(DATA EXCERPTS):
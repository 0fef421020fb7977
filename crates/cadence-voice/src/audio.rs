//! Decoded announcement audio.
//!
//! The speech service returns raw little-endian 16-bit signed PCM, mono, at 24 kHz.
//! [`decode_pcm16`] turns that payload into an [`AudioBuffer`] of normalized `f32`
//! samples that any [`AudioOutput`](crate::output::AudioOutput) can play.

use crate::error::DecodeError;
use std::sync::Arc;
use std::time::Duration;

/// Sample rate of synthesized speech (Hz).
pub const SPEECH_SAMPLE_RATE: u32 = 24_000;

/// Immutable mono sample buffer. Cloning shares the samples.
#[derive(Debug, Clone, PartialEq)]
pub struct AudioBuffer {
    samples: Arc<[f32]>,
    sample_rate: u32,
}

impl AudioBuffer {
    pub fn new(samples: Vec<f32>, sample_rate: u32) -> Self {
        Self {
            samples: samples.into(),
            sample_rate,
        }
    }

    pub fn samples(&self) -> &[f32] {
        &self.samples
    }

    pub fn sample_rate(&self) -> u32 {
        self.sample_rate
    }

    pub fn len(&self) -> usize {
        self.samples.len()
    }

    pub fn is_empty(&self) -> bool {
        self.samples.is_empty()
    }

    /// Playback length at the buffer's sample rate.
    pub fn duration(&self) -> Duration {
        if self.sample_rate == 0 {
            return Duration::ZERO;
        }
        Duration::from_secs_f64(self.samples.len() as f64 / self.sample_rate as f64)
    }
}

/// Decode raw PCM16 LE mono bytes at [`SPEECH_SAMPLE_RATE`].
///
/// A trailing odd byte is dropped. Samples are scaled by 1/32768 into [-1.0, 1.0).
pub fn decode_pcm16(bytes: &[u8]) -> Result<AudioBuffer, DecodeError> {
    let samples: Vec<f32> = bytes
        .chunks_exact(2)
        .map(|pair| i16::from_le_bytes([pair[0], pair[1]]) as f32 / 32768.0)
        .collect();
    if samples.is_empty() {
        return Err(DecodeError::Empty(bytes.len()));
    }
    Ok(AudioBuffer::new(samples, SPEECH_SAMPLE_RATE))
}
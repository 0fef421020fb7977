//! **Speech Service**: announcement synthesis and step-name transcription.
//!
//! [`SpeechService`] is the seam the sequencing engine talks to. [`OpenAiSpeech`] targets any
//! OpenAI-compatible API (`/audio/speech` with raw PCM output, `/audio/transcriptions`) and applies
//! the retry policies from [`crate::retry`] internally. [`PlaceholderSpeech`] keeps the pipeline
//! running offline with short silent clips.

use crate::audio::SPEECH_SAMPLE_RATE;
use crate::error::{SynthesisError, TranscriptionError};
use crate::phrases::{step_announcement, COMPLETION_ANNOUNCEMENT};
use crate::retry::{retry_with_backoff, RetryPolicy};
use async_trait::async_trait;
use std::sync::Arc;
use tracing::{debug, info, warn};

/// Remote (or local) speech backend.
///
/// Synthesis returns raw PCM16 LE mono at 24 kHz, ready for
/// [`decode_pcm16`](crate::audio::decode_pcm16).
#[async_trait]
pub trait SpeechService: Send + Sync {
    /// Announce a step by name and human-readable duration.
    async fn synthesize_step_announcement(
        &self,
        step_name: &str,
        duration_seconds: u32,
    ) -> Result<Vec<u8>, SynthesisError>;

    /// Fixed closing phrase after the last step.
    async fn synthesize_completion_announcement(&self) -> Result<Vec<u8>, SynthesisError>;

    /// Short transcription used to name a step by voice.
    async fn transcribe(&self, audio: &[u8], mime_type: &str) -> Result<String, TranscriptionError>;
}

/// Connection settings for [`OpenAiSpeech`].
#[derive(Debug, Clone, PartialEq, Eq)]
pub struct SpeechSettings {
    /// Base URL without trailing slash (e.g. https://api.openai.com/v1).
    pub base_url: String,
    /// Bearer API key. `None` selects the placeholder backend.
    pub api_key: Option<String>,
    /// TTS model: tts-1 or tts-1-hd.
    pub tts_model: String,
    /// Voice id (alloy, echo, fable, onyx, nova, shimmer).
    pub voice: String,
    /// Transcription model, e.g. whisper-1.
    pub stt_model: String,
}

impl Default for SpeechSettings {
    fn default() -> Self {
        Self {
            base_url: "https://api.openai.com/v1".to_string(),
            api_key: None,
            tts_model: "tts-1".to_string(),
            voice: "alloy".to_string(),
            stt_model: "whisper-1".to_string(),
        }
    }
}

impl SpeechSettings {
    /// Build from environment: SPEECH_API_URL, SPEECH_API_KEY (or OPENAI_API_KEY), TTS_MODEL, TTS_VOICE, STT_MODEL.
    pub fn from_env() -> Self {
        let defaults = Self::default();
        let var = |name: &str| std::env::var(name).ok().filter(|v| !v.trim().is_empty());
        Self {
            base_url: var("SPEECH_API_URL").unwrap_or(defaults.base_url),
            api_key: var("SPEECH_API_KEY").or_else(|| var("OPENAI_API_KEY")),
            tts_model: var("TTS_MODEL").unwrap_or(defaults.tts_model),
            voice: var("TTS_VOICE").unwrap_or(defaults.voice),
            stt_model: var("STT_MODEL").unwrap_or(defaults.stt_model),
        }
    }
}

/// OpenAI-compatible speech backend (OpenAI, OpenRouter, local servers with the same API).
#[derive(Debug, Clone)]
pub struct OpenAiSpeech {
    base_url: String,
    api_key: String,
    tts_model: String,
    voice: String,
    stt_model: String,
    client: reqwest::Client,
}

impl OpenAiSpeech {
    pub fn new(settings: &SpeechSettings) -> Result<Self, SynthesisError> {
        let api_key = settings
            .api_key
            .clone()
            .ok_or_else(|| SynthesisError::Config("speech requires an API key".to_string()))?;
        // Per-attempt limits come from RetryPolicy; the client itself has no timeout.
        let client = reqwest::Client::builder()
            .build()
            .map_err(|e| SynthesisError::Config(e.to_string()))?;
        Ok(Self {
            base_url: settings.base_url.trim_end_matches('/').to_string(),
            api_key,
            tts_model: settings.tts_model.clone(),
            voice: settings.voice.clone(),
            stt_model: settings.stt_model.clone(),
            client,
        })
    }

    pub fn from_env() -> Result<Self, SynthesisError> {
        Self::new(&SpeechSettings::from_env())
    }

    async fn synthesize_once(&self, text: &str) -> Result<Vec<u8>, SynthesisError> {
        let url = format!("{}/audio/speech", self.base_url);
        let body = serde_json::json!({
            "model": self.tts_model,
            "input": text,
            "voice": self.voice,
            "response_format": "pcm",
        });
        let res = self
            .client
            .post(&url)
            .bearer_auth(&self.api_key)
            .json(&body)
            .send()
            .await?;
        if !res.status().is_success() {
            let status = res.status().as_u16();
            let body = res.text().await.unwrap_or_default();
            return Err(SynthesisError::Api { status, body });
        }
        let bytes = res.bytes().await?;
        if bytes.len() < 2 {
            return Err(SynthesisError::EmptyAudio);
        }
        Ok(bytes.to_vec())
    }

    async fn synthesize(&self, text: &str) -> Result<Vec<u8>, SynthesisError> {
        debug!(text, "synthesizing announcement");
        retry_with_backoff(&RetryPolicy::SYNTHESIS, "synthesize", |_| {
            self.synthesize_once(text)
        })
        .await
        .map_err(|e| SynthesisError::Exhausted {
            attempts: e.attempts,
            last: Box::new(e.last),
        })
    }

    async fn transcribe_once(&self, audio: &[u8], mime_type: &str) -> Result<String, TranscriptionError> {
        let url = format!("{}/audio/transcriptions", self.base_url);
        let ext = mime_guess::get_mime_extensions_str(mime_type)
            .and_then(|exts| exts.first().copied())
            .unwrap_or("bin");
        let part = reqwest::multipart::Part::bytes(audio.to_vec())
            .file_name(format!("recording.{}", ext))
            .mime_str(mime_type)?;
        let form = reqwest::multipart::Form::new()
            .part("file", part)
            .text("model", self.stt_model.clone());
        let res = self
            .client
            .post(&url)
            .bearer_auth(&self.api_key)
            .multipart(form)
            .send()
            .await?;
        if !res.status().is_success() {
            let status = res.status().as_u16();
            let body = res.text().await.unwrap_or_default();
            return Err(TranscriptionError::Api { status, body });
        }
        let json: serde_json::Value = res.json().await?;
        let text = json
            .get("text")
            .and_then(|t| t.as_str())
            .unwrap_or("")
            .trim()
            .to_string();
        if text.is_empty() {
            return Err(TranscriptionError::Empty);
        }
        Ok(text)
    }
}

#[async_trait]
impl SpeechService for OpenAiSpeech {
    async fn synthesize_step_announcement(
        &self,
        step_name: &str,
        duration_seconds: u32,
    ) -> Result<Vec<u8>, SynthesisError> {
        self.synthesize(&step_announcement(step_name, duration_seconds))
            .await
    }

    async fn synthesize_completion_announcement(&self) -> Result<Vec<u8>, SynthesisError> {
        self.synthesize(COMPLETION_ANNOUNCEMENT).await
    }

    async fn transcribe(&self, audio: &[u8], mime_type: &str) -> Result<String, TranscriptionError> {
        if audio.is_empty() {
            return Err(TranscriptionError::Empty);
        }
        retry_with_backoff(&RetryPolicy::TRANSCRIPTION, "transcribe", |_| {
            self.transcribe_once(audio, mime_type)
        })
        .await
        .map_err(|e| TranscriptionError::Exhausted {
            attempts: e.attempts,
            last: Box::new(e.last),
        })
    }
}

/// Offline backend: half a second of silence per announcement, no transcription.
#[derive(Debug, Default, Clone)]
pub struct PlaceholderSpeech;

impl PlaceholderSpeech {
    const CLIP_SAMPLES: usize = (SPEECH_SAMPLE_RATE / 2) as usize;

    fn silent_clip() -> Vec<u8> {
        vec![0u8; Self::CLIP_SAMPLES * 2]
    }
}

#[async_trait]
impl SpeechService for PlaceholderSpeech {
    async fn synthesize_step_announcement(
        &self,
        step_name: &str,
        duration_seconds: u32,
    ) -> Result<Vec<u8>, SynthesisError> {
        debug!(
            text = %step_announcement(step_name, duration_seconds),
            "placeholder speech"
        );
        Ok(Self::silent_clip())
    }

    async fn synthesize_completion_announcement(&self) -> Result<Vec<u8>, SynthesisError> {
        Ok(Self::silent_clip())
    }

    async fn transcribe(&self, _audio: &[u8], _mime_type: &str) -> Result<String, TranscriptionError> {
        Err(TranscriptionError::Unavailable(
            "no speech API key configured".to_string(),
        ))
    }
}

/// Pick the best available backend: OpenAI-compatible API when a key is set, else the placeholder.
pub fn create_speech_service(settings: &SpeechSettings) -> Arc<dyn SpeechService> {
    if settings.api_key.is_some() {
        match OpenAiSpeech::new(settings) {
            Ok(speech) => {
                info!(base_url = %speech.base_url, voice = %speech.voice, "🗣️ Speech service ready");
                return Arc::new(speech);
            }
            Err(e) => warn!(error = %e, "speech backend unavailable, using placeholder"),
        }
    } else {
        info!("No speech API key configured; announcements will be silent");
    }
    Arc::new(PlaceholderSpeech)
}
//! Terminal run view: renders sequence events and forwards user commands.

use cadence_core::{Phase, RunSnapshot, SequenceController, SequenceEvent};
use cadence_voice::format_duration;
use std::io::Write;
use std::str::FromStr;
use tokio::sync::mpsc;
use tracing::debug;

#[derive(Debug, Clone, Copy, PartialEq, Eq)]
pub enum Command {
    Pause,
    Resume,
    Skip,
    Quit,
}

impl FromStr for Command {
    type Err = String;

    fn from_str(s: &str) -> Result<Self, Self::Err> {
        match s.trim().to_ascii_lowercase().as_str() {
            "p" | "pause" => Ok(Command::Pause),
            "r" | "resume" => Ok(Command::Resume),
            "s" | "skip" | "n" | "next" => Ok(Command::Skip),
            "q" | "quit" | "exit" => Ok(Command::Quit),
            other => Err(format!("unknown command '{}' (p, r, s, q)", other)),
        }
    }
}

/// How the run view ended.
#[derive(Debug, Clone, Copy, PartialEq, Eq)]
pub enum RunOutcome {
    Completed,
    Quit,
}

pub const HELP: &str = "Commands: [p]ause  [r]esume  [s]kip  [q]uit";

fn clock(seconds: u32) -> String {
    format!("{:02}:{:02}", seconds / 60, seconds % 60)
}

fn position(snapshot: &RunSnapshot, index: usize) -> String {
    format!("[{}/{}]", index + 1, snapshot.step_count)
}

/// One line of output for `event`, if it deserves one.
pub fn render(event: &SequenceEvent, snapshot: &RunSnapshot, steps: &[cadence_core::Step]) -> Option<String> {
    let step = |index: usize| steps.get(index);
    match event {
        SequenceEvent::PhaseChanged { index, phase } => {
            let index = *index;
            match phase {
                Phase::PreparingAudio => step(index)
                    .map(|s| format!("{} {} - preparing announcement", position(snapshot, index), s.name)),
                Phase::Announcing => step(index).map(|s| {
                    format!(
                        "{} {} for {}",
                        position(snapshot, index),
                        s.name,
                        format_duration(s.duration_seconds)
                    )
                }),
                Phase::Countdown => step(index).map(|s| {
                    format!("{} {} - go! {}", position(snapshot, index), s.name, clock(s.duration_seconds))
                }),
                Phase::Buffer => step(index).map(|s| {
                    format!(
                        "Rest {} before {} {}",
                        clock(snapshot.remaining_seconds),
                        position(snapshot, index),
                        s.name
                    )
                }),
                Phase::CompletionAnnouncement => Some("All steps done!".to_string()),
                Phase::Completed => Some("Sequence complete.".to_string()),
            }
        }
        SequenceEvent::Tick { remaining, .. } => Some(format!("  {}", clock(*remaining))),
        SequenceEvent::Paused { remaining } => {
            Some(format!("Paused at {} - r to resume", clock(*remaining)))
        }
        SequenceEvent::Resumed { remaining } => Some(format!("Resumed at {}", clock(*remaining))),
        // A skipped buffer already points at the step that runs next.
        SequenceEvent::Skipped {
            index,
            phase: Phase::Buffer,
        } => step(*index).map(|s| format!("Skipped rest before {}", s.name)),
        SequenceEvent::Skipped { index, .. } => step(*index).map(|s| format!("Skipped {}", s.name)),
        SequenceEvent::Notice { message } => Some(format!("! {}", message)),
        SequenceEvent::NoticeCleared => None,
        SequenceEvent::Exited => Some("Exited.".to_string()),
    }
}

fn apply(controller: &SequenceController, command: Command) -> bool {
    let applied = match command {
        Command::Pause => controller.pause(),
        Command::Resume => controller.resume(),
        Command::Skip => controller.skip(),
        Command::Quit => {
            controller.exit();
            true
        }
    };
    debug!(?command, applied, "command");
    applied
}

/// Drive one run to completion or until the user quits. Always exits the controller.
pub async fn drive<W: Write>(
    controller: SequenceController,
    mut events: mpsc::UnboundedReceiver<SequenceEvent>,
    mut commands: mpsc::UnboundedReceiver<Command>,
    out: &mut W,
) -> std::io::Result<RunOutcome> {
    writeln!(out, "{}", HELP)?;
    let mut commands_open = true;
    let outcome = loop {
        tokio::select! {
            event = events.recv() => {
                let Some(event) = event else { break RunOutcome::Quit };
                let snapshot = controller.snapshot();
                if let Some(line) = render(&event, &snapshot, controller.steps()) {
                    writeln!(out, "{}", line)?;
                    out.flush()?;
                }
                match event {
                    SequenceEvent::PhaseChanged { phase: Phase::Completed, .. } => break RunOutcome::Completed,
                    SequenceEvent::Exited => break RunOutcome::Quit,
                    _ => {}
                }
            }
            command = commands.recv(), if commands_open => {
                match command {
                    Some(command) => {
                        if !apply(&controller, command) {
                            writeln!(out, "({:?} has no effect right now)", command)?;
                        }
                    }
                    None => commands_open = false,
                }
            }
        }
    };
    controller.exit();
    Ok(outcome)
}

(WORK REQUEST): Among the lines above, list those that contain the word "local".

(EXERCISE ANSWER):
/// Remote (or local) speech backend.
/// OpenAI-compatible speech backend (OpenAI, OpenRouter, local servers with the same API).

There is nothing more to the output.